*** Block opens ***

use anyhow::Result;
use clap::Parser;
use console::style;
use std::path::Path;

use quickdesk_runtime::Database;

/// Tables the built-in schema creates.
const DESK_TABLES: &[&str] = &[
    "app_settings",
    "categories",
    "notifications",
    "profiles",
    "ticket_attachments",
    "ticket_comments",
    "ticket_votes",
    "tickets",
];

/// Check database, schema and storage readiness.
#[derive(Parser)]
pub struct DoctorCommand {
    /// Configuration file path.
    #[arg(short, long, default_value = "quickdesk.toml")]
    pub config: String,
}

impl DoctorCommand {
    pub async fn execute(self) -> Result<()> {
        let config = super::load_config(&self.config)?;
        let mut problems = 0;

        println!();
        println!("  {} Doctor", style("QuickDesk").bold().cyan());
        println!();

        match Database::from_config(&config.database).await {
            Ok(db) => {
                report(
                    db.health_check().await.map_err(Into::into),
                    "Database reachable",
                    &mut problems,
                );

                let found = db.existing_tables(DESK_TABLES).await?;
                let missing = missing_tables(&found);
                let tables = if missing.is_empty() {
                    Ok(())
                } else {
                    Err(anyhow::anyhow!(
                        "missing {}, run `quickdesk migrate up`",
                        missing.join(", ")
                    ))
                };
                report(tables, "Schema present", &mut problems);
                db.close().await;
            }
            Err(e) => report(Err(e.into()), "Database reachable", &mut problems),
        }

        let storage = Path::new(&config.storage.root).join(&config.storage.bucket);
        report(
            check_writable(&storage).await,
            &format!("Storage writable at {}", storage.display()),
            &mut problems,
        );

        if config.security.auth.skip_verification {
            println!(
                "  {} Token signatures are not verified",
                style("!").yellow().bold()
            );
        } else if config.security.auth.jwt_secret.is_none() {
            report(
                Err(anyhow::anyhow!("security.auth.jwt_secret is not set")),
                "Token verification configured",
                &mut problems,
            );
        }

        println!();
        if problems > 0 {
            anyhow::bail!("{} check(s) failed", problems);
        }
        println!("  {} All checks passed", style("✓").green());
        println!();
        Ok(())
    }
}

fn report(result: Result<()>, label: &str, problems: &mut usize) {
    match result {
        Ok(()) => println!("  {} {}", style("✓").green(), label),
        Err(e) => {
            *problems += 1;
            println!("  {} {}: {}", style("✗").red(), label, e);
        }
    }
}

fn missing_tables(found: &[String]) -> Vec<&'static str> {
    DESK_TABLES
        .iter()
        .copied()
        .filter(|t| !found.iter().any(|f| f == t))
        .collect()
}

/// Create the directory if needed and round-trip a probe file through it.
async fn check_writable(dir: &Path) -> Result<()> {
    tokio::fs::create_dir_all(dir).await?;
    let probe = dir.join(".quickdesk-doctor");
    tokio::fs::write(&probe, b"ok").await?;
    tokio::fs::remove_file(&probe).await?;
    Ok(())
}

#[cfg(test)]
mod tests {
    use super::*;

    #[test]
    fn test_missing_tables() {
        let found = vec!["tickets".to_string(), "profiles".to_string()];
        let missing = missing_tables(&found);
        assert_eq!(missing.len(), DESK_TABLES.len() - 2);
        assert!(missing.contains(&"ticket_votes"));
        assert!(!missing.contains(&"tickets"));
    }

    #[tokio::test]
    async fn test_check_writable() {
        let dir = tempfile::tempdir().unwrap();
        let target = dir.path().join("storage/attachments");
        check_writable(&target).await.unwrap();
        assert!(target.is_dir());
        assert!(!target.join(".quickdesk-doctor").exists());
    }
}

*** Block closes ***
*** Block opens ***

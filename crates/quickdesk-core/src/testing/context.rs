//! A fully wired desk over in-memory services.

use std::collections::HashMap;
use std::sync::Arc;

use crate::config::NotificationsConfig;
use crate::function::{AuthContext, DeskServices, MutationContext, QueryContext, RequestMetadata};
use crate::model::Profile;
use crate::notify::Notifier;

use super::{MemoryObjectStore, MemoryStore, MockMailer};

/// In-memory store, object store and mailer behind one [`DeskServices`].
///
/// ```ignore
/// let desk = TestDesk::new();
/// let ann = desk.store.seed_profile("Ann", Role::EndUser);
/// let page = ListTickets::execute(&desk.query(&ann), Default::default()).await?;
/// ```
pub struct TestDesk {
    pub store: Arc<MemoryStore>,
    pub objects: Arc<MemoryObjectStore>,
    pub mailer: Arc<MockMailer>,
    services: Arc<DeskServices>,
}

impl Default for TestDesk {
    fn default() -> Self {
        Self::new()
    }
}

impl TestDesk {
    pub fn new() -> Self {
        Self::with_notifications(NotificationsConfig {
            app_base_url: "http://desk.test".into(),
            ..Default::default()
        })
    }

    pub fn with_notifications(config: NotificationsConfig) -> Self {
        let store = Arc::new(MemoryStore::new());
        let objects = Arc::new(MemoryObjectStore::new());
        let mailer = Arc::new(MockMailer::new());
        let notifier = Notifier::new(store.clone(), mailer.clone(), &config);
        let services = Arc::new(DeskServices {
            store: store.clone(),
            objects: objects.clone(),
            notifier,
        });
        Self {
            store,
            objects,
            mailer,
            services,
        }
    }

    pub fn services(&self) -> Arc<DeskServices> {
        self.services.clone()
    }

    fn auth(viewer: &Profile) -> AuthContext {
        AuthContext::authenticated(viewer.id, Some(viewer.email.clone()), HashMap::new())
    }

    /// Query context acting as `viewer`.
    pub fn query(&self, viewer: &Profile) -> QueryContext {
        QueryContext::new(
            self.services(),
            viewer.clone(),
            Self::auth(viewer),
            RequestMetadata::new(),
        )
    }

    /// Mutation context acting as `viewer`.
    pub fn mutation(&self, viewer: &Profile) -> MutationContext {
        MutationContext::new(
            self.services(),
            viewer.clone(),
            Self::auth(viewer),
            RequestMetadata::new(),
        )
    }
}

*** Block closes ***

▶ **Requirement**
Using the entries above, find all lines with "green". Copy them.

▶ **Answer for this exercise**
        println!("  {} All checks passed", style("✓").green());
        Ok(()) => println!("  {} {}", style("✓").green(), label),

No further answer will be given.